I haven’t seen Chuck Schumer so happy in months. There he was Wednesday, practically ready to burst into song while celebrating the Trump administration’s withdrawal of a memo ordering a federal spending freeze.
“Americans made their voices heard,” Schumer crowed. “Donald Trump rescinded the OMB order.”
Schumer was too giddy to tell the full story. On Monday, the Office of Management and Budget (OMB) directed federal agencies to stop spending money, with exceptions for entitlements, defense, and direct support for individuals, until grants-in-aid programs were aligned with the president’s agenda.
The document’s broad language resulted in confusion. Democrats stoked the outrage. A federal judge enjoined the order. Before long, the White House rescinded the OMB directive—though not, said press secretary Karoline Leavitt, the president’s earlier executive orders on DEI and the Green New Deal.
For 45 hours this week, then, the Resistance was reborn. But just for a moment. The memo kerfuffle was quickly, and tragically, overshadowed by the collision over Reagan Airport, as well as by hearings for some of Trump’s controversial cabinet picks.
The memo dust-up was news precisely because it was so unlike the Trump’s administration’s first week in office. According to one tracker, at the time of writing, President Trump has issued 64 executive actions. They have been issued swiftly and smoothly. And they have left the Resistance in shock and Democrats stunned.

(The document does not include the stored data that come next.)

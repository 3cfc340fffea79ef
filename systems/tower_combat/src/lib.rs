#![deny(
    unsafe_code,
    missing_docs,
    dead_code,
    unused_results,
    non_snake_case,
    unreachable_pub
)]

//! Combat resolution for the units standing on both sides' grids.
//!
//! The resolver keeps one roster per side that mirrors the grid: every stack
//! owns as many combat units as its count. Units are created with the tower
//! table stats of their kind and keep their own cooldown and upgrades for as
//! long as their stack lives, including across relocations.

use std::{collections::BTreeMap, time::Duration};

use lucky_defense_core::{
    Battlefield, DataProvider, EnemyContact, EnemyId, GridLayout, RandomSource, Side, StackId,
    TowerKind, TowerStats,
};
use lucky_defense_system_tower_targeting::TowerTargeting;
use lucky_defense_world::GridState;
use tracing::trace;

const UPGRADE_ATTACK_FACTOR: f32 = 1.2;
const UPGRADE_INTERVAL_FACTOR: f32 = 0.9;
const UPGRADE_CRIT_RATE_BONUS: f32 = 2.0;

/// A single combat entity backing one unit of a stack.
#[derive(Clone, Copy, Debug, PartialEq)]
pub struct CombatUnit {
    stats: TowerStats,
    cooldown: Duration,
    upgrades: u32,
}

impl CombatUnit {
    /// Creates a unit ready to attack with the provided stats.
    #[must_use]
    pub const fn new(stats: TowerStats) -> Self {
        Self {
            stats,
            cooldown: Duration::ZERO,
            upgrades: 0,
        }
    }

    /// Current stats including upgrades.
    #[must_use]
    pub const fn stats(&self) -> &TowerStats {
        &self.stats
    }

    /// Time left before the unit may attack again.
    #[must_use]
    pub const fn cooldown(&self) -> Duration {
        self.cooldown
    }

    /// Number of upgrades applied.
    #[must_use]
    pub const fn upgrades(&self) -> u32 {
        self.upgrades
    }

    /// Multiplies damage by 1.2, shortens the interval by 10% and adds two
    /// points of crit rate. Repeated upgrades compound without a cap.
    pub fn upgrade(&mut self) {
        self.stats.attack *= UPGRADE_ATTACK_FACTOR;
        self.stats.attack_interval = self.stats.attack_interval.mul_f32(UPGRADE_INTERVAL_FACTOR);
        self.stats.crit_rate += UPGRADE_CRIT_RATE_BONUS;
        self.upgrades = self.upgrades.saturating_add(1);
    }
}

/// Damage dealt by one attack.
#[derive(Clone, Copy, Debug, PartialEq)]
pub struct DamageRoll {
    /// Damage applied to the target.
    pub amount: f32,
    /// Whether the crit roll hit.
    pub critical: bool,
}

impl DamageRoll {
    /// Integer damage shown to observers.
    #[must_use]
    pub fn display_amount(&self) -> u32 {
        self.amount.max(0.0).round() as u32
    }
}

/// Rolls the damage of one attack: base attack, multiplied by
/// `crit_damage / 100` when a roll under `crit_rate` percent hits.
pub fn roll_damage(stats: &TowerStats, rng: &mut dyn RandomSource) -> DamageRoll {
    let critical = rng.roll_percent() < stats.crit_rate;
    let amount = if critical {
        stats.attack * stats.crit_damage / 100.0
    } else {
        stats.attack
    };
    DamageRoll { amount, critical }
}

/// Outcome of one resolved attack.
#[derive(Clone, Copy, Debug, PartialEq)]
pub struct AttackReport {
    /// Side owning the attacking unit.
    pub side: Side,
    /// Stack the attacking unit belongs to.
    pub stack: StackId,
    /// Enemy that was hit.
    pub enemy: EnemyId,
    /// Damage dealt.
    pub damage: DamageRoll,
    /// Whether the hit killed the enemy.
    pub killed: bool,
    /// Whether the enemy was a boss.
    pub boss: bool,
}

#[derive(Clone, Debug, Default)]
struct StackUnits {
    kind: Option<TowerKind>,
    units: Vec<CombatUnit>,
}

#[derive(Clone, Debug, Default)]
struct Roster {
    stacks: BTreeMap<StackId, StackUnits>,
}

/// Combat resolver shared by both sides.
#[derive(Debug, Default)]
pub struct CombatResolver {
    rosters: [Roster; 2],
    targeting: TowerTargeting,
    contacts: Vec<EnemyContact>,
}

impl CombatResolver {
    /// Creates a resolver with empty rosters.
    #[must_use]
    pub fn new() -> Self {
        Self::default()
    }

    /// Reconciles a side's roster with its grid.
    ///
    /// Stacks that grew receive fresh units with table stats, stacks that
    /// shrank drop their most recent units, and vanished stacks are removed.
    pub fn sync(&mut self, side: Side, grid: &GridState, data: &dyn DataProvider) {
        let roster = &mut self.rosters[side.index()];
        roster
            .stacks
            .retain(|id, _| grid.stacks().any(|(_, stack)| stack.id() == *id));

        for (_, stack) in grid.stacks() {
            let entry = roster.stacks.entry(stack.id()).or_default();
            if entry.kind != Some(stack.kind()) {
                entry.kind = Some(stack.kind());
                entry.units.clear();
            }
            let wanted = usize::from(stack.count());
            if entry.units.len() > wanted {
                entry.units.truncate(wanted);
            }
            while entry.units.len() < wanted {
                entry.units.push(CombatUnit::new(data.tower_stats(stack.kind())));
            }
        }
    }

    /// Upgrades every unit of a stack; returns how many were upgraded.
    pub fn upgrade_stack(&mut self, side: Side, stack: StackId) -> usize {
        match self.rosters[side.index()].stacks.get_mut(&stack) {
            Some(entry) => {
                entry.units.iter_mut().for_each(CombatUnit::upgrade);
                entry.units.len()
            }
            None => 0,
        }
    }

    /// Units backing a stack.
    #[must_use]
    pub fn units(&self, side: Side, stack: StackId) -> &[CombatUnit] {
        self.rosters[side.index()]
            .stacks
            .get(&stack)
            .map(|entry| entry.units.as_slice())
            .unwrap_or(&[])
    }

    /// Number of combat units fielded by a side.
    #[must_use]
    pub fn unit_count(&self, side: Side) -> usize {
        self.rosters[side.index()]
            .stacks
            .values()
            .map(|entry| entry.units.len())
            .sum()
    }

    /// Advances cooldowns by `dt` and resolves one attack for every ready unit
    /// of `side` that has a target in range.
    ///
    /// Units are processed in row-major slot order. A unit without a target
    /// stays ready.
    #[allow(clippy::too_many_arguments)]
    pub fn tick(
        &mut self,
        side: Side,
        dt: Duration,
        grid: &GridState,
        layout: &GridLayout,
        field: &mut dyn Battlefield,
        rng: &mut dyn RandomSource,
        out: &mut Vec<AttackReport>,
    ) {
        let roster = &mut self.rosters[side.index()];
        for (slot, stack) in grid.stacks() {
            let Some(entry) = roster.stacks.get_mut(&stack.id()) else {
                continue;
            };
            let origin = layout.slot_center(slot);

            for unit in &mut entry.units {
                unit.cooldown = unit.cooldown.saturating_sub(dt);
                if !unit.cooldown.is_zero() {
                    continue;
                }

                self.contacts.clear();
                field.enemies_in_range(origin, unit.stats.range, &mut self.contacts);
                let Some(enemy) =
                    self.targeting
                        .select(unit.stats.target, origin, &self.contacts, rng)
                else {
                    continue;
                };

                let damage = roll_damage(&unit.stats, rng);
                let Some(report) = field.apply_damage(enemy, damage.amount) else {
                    continue;
                };
                unit.cooldown = unit.stats.attack_interval;

                trace!(
                    ?side,
                    stack = stack.id().get(),
                    enemy = enemy.get(),
                    damage = damage.display_amount(),
                    critical = damage.critical,
                    "unit attacked"
                );
                out.push(AttackReport {
                    side,
                    stack: stack.id(),
                    enemy,
                    damage,
                    killed: report.killed,
                    boss: report.boss,
                });
            }
        }
    }
}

Trump’s orders are sweeping. They cover the economy, immigration, education, transgenderism, and beyond. They enact policies he laid out on the campaign trail. And they have a singular aim: removing progressive ideologies from the federal machinery.
Read their titles. “Defending Women From Gender Ideology Extremism and Restoring Biological Truth to the Federal Government,” “Ending Radical and Wasteful Government DEI Programs and Preferencing,” “Ending Illegal Discrimination and Restoring Merit-Based Opportunity.”
Two things bind the populist conservative coalition. The first is Trump. The second is opposition to wokeism: the catch-all of anti-Western, anti-American attitudes that sees the world through the victim-victimizer binary and privileges group membership over individual rights.
The populist conservative coalition formed in response to the spread of wokeism throughout the academy, the media, entertainment, corporate boardrooms and HR departments, K-12 schools, and government. It’s a reaction to changes in American liberalism that echo through the vast spending and regulatory power in Washington.
The welfare state Trump seeks to reform is a misshapen layer cake of liberal ambitions. The rusted instruments of FDR’s New Deal, such as unemployment insurance and Social Security, sit at the bottom. LBJ’s Great Society—Medicare and Medicaid and the civil rights apparatus—is in the middle. It’s the top layer—the woke revolution—that is the least appetizing.
Liberalism’s radical turn began in Barack Obama’s second term. The MeToo movement and anti-Trump Resistance, COVID-19, and the death of George Floyd in 2020 catalyzed the intemperate demands of BLM, Greta Thunberg’s climate hysteria, the 1619 Project, Defund the Police, Abolish ICE, and the transgender rights movement into the worldview of most Democratic elites.
Former president Joe Biden embedded these revolutionary ideas within the federal bureaucracy. Where earlier welfare states delivered benefits, Biden’s welfare state became a crusader for economic, social, and cultural change.
In Biden’s vision, America would adopt a Net Zero economy. Mass immigration would produce economic and demographic growth. DEI and gender ideology would make America a more diverse and equitable place. And if people didn’t like it, well, they would face censorship, cancellation, and prosecution.
By 2024, this agenda had become so unpopular that Biden retired, and Kamala Harris pretended she’d worked at McDonald’s while packing heat. Trump won every swing state and the popular vote not just because of the open border, inflation, and chaos abroad and in the streets. He won because of an anti-woke cultural appeal made most famously in the “Kamala is for they/them” television ad.
Now comes the hard part. You exorcise wokeness from government by tackling spending, for sure. But you also wrestle back control of the bureaucracy through hiring freezes, a return to the office, Schedule F, offers of early retirement, moving federal agencies outside the Beltway, and attrition.
Just don’t expect it to be easy. The snafu over the OMB memo was a reminder that de-wokeifying the government isn’t a matter of snapping one’s fingers. The federal workforce backs Democrats both politically and financially. Powerful interests are invested in the status quo. The response to the spending freeze revealed the extent of government dependence. Only careful planning, precise language, consistent messaging, and effective legislation will rein in the federal Leviathan. And wipe the smile off Schumer’s face.